-- PROVIDED DATA --

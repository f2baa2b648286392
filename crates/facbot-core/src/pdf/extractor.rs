//! PDF text extraction using lopdf and pdf-extract.

use lopdf::Document;
use tracing::{debug, warn};

use super::{Result, TextExtractor};
use crate::error::PdfError;
use crate::models::config::PdfConfig;

/// Page-by-page text extractor.
#[derive(Debug, Clone)]
pub struct PdfTextExtractor {
    decrypt_empty_password: bool,
    page_separator: String,
}

impl PdfTextExtractor {
    /// Create an extractor with default settings.
    pub fn new() -> Self {
        Self::from_config(&PdfConfig::default())
    }

    /// Create an extractor from the PDF configuration section.
    pub fn from_config(config: &PdfConfig) -> Self {
        Self {
            decrypt_empty_password: config.decrypt_empty_password,
            page_separator: config.page_separator.clone(),
        }
    }

    fn open(&self, data: &[u8]) -> Result<(Document, Option<Vec<u8>>)> {
        let mut doc = Document::load_mem(data).map_err(|e| PdfError::Parse(e.to_string()))?;

        if !doc.is_encrypted() {
            return Ok((doc, None));
        }

        if !self.decrypt_empty_password || doc.decrypt("").is_err() {
            return Err(PdfError::Encrypted);
        }
        debug!("Decrypted PDF with empty password");

        // pdf-extract needs the decrypted bytes for its own pass
        let mut decrypted = Vec::new();
        doc.save_to(&mut decrypted)
            .map_err(|e| PdfError::Parse(format!("failed to save decrypted PDF: {e}")))?;
        Ok((doc, Some(decrypted)))
    }
}

impl Default for PdfTextExtractor {
    fn default() -> Self {
        Self::new()
    }
}

impl TextExtractor for PdfTextExtractor {
    fn extract(&self, pdf: &[u8]) -> Result<String> {
        let (doc, decrypted) = self.open(pdf)?;

        let page_numbers: Vec<u32> = doc.get_pages().keys().copied().collect();
        if page_numbers.is_empty() {
            warn!("PDF has no pages");
            return Ok(String::new());
        }

        let pages: Vec<String> = page_numbers
            .iter()
            .map(|&number| match doc.extract_text(&[number]) {
                Ok(text) => text,
                Err(e) => {
                    debug!("No text extracted from page {}: {}", number, e);
                    String::new()
                }
            })
            .collect();

        let text = join_pages(&pages, &self.page_separator);
        if !text.trim().is_empty() {
            debug!("Extracted {} chars from {} pages", text.len(), pages.len());
            return Ok(text);
        }

        // Some encodings are only understood by pdf-extract
        let source = decrypted.as_deref().unwrap_or(pdf);
        match pdf_extract::extract_text_from_mem(source) {
            Ok(text) => {
                debug!("pdf-extract pass recovered {} chars", text.len());
                Ok(text)
            }
            Err(e) => {
                warn!("pdf-extract pass failed: {}", e);
                Ok(text)
            }
        }
    }
}

/// Concatenate page texts in order. Empty pages keep their slot.
fn join_pages(pages: &[String], separator: &str) -> String {
    pages.join(separator)
}

#[cfg(test)]
mod tests {
    use super::*;

    #[test]
    fn test_garbage_bytes() {
        let extractor = PdfTextExtractor::new();
        let result = extractor.extract(b"this is not a pdf");
        assert!(matches!(result, Err(PdfError::Parse(_))));
    }

    #[test]
    fn test_empty_input() {
        let extractor = PdfTextExtractor::new();
        assert!(extractor.extract(&[]).is_err());
    }

    /// One page per entry; an empty string makes a page with no text.
    fn build_pdf(pages: &[&str]) -> Vec<u8> {
        use lopdf::content::{Content, Operation};
        use lopdf::{dictionary, Object, Stream};

        let mut doc = Document::with_version("1.5");
        let pages_id = doc.new_object_id();
        let font_id = doc.add_object(dictionary! {
            "Type" => "Font",
            "Subtype" => "Type1",
            "BaseFont" => "Courier",
        });
        let resources_id = doc.add_object(dictionary! {
            "Font" => dictionary! { "F1" => font_id },
        });

        let mut kids: Vec<Object> = Vec::new();
        for text in pages {
            let operations = if text.is_empty() {
                Vec::new()
            } else {
                vec![
                    Operation::new("BT", vec![]),
                    Operation::new("Tf", vec!["F1".into(), 24.into()]),
                    Operation::new("Td", vec![100.into(), 700.into()]),
                    Operation::new("Tj", vec![Object::string_literal(*text)]),
                    Operation::new("ET", vec![]),
                ]
            };
            let content = Content { operations };
            let content_id =
                doc.add_object(Stream::new(dictionary! {}, content.encode().unwrap()));
            let page_id = doc.add_object(dictionary! {
                "Type" => "Page",
                "Parent" => pages_id,
                "Contents" => content_id,
            });
            kids.push(page_id.into());
        }

        let count = kids.len() as i64;
        doc.objects.insert(
            pages_id,
            Object::Dictionary(dictionary! {
                "Type" => "Pages",
                "Kids" => kids,
                "Count" => count,
                "Resources" => resources_id,
                "MediaBox" => vec![0.into(), 0.into(), 595.into(), 842.into()],
            }),
        );
        let catalog_id = doc.add_object(dictionary! {
            "Type" => "Catalog",
            "Pages" => pages_id,
        });
        doc.trailer.set("Root", catalog_id);

        let mut bytes = Vec::new();
        doc.save_to(&mut bytes).unwrap();
        bytes
    }

    #[test]
    fn test_pages_extracted_in_order() {
        let pdf = build_pdf(&["Uno", "", "Tres"]);

        let text = PdfTextExtractor::new().extract(&pdf).unwrap();
        let uno = text.find("Uno").unwrap();
        let tres = text.find("Tres").unwrap();
        assert!(uno < tres);
        assert_eq!(text.trim().lines().filter(|l| !l.trim().is_empty()).count(), 2);
    }

    #[test]
    fn test_blank_page_keeps_its_slot() {
        let pdf = build_pdf(&["Uno", "", "Tres"]);
        let config = PdfConfig {
            page_separator: "|".to_string(),
            ..PdfConfig::default()
        };

        let text = PdfTextExtractor::from_config(&config).extract(&pdf).unwrap();
        let pages: Vec<&str> = text.split('|').map(str::trim).collect();
        assert_eq!(pages, vec!["Uno", "", "Tres"]);
    }

    #[test]
    fn test_join_pages_keeps_order_and_blank_pages() {
        let pages = vec!["uno".to_string(), String::new(), "tres".to_string()];
        assert_eq!(join_pages(&pages, ""), "unotres");
        assert_eq!(join_pages(&pages, "\n"), "uno\n\ntres");
    }

    #[test]
    fn test_separator_from_config() {
        let config = PdfConfig {
            decrypt_empty_password: false,
            page_separator: "\n\n".to_string(),
        };
        let extractor = PdfTextExtractor::from_config(&config);
        assert_eq!(extractor.page_separator, "\n\n");
        assert!(!extractor.decrypt_empty_password);
    }
}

-- YOUR GOAL --
Each entry should be retyped exactly as given.

-- WRITTEN ANSWER --
repository f2baa2b648286392
filename crates/facbot-core/src/pdf/extractor.rs
//! PDF text extraction using lopdf and pdf-extract.

use lopdf::Document;
use tracing::{debug, warn};

use super::{Result, TextExtractor};
use crate::error::PdfError;
use crate::models::config::PdfConfig;

/// Page-by-page text extractor.
#[derive(Debug, Clone)]
pub struct PdfTextExtractor {
    decrypt_empty_password: bool,
    page_separator: String,
}

impl PdfTextExtractor {
    /// Create an extractor with default settings.
    pub fn new() -> Self {
        Self::from_config(&PdfConfig::default())
    }

    /// Create an extractor from the PDF configuration section.
    pub fn from_config(config: &PdfConfig) -> Self {
        Self {
            decrypt_empty_password: config.decrypt_empty_password,
            page_separator: config.page_separator.clone(),
        }
    }

    fn open(&self, data: &[u8]) -> Result<(Document, Option<Vec<u8>>)> {
        let mut doc = Document::load_mem(data).map_err(|e| PdfError::Parse(e.to_string()))?;

        if !doc.is_encrypted() {
            return Ok((doc, None));
        }

        if !self.decrypt_empty_password || doc.decrypt("").is_err() {
            return Err(PdfError::Encrypted);
        }
        debug!("Decrypted PDF with empty password");

        // pdf-extract needs the decrypted bytes for its own pass
        let mut decrypted = Vec::new();
        doc.save_to(&mut decrypted)
            .map_err(|e| PdfError::Parse(format!("failed to save decrypted PDF: {e}")))?;
        Ok((doc, Some(decrypted)))
    }
}

impl Default for PdfTextExtractor {
    fn default() -> Self {
        Self::new()
    }
}

impl TextExtractor for PdfTextExtractor {
    fn extract(&self, pdf: &[u8]) -> Result<String> {
        let (doc, decrypted) = self.open(pdf)?;

        let page_numbers: Vec<u32> = doc.get_pages().keys().copied().collect();
        if page_numbers.is_empty() {
            warn!("PDF has no pages");
            return Ok(String::new());
        }

        let pages: Vec<String> = page_numbers
            .iter()
            .map(|&number| match doc.extract_text(&[number]) {
                Ok(text) => text,
                Err(e) => {
                    debug!("No text extracted from page {}: {}", number, e);
                    String::new()
                }
            })
            .collect();

        let text = join_pages(&pages, &self.page_separator);
        if !text.trim().is_empty() {
            debug!("Extracted {} chars from {} pages", text.len(), pages.len());
            return Ok(text);
        }

        // Some encodings are only understood by pdf-extract
        let source = decrypted.as_deref().unwrap_or(pdf);
        match pdf_extract::extract_text_from_mem(source) {
            Ok(text) => {
                debug!("pdf-extract pass recovered {} chars", text.len());
                Ok(text)
            }
            Err(e) => {
                warn!("pdf-extract pass failed: {}", e);
                Ok(text)
            }
        }
    }
}

/// Concatenate page texts in order. Empty pages keep their slot.
fn join_pages(pages: &[String], separator: &str) -> String {
    pages.join(separator)
}

#[cfg(test)]
mod tests {
    use super::*;

    #[test]
    fn test_garbage_bytes() {
        let extractor = PdfTextExtractor::new();
        let result = extractor.extract(b"this is not a pdf");
        assert!(matches!(result, Err(PdfError::Parse(_))));
    }

    #[test]
    fn test_empty_input() {
        let extractor = PdfTextExtractor::new();
        assert!(extractor.extract(&[]).is_err());
    }

    /// One page per entry; an empty string makes a page with no text.
    fn build_pdf(pages: &[&str]) -> Vec<u8> {
        use lopdf::content::{Content, Operation};
        use lopdf::{dictionary, Object, Stream};

        let mut doc = Document::with_version("1.5");
        let pages_id = doc.new_object_id();
        let font_id = doc.add_object(dictionary! {
            "Type" => "Font",
            "Subtype" => "Type1",
            "BaseFont" => "Courier",
        });
        let resources_id = doc.add_object(dictionary! {
            "Font" => dictionary! { "F1" => font_id },
        });

        let mut kids: Vec<Object> = Vec::new();
        for text in pages {
            let operations = if text.is_empty() {
                Vec::new()
            } else {
                vec![
                    Operation::new("BT", vec![]),
                    Operation::new("Tf", vec!["F1".into(), 24.into()]),
                    Operation::new("Td", vec![100.into(), 700.into()]),
                    Operation::new("Tj", vec![Object::string_literal(*text)]),
                    Operation::new("ET", vec![]),
                ]
            };
            let content = Content { operations };
            let content_id =
                doc.add_object(Stream::new(dictionary! {}, content.encode().unwrap()));
            let page_id = doc.add_object(dictionary! {
                "Type" => "Page",
                "Parent" => pages_id,
                "Contents" => content_id,
            });
            kids.push(page_id.into());
        }

        let count = kids.len() as i64;
        doc.objects.insert(
            pages_id,
            Object::Dictionary(dictionary! {
                "Type" => "Pages",
                "Kids" => kids,
                "Count" => count,
                "Resources" => resources_id,
                "MediaBox" => vec![0.into(), 0.into(), 595.into(), 842.into()],
            }),
        );
        let catalog_id = doc.add_object(dictionary! {
            "Type" => "Catalog",
            "Pages" => pages_id,
        });
        doc.trailer.set("Root", catalog_id);

        let mut bytes = Vec::new();
        doc.save_to(&mut bytes).unwrap();
        bytes
    }

    #[test]
    fn test_pages_extracted_in_order() {
        let pdf = build_pdf(&["Uno", "", "Tres"]);

        let text = PdfTextExtractor::new().extract(&pdf).unwrap();
        let uno = text.find("Uno").unwrap();
        let tres = text.find("Tres").unwrap();
        assert!(uno < tres);
        assert_eq!(text.trim().lines().filter(|l| !l.trim().is_empty()).count(), 2);
    }

    #[test]
    fn test_blank_page_keeps_its_slot() {
        let pdf = build_pdf(&["Uno", "", "Tres"]);
        let config = PdfConfig {
            page_separator: "|".to_string(),
            ..PdfConfig::default()
        };

        let text = PdfTextExtractor::from_config(&config).extract(&pdf).unwrap();
        let pages: Vec<&str> = text.split('|').map(str::trim).collect();
        assert_eq!(pages, vec!["Uno", "", "Tres"]);
    }

    #[test]
    fn test_join_pages_keeps_order_and_blank_pages() {
        let pages = vec!["uno".to_string(), String::new(), "tres".to_string()];
        assert_eq!(join_pages(&pages, ""), "unotres");
        assert_eq!(join_pages(&pages, "\n"), "uno\n\ntres");
    }

    #[test]
    fn test_separator_from_config() {
        let config = PdfConfig {
            decrypt_empty_password: false,
            page_separator: "\n\n".to_string(),
        };
        let extractor = PdfTextExtractor::from_config(&config);
        assert_eq!(extractor.page_separator, "\n\n");
        assert!(!extractor.decrypt_empty_password);
    }
}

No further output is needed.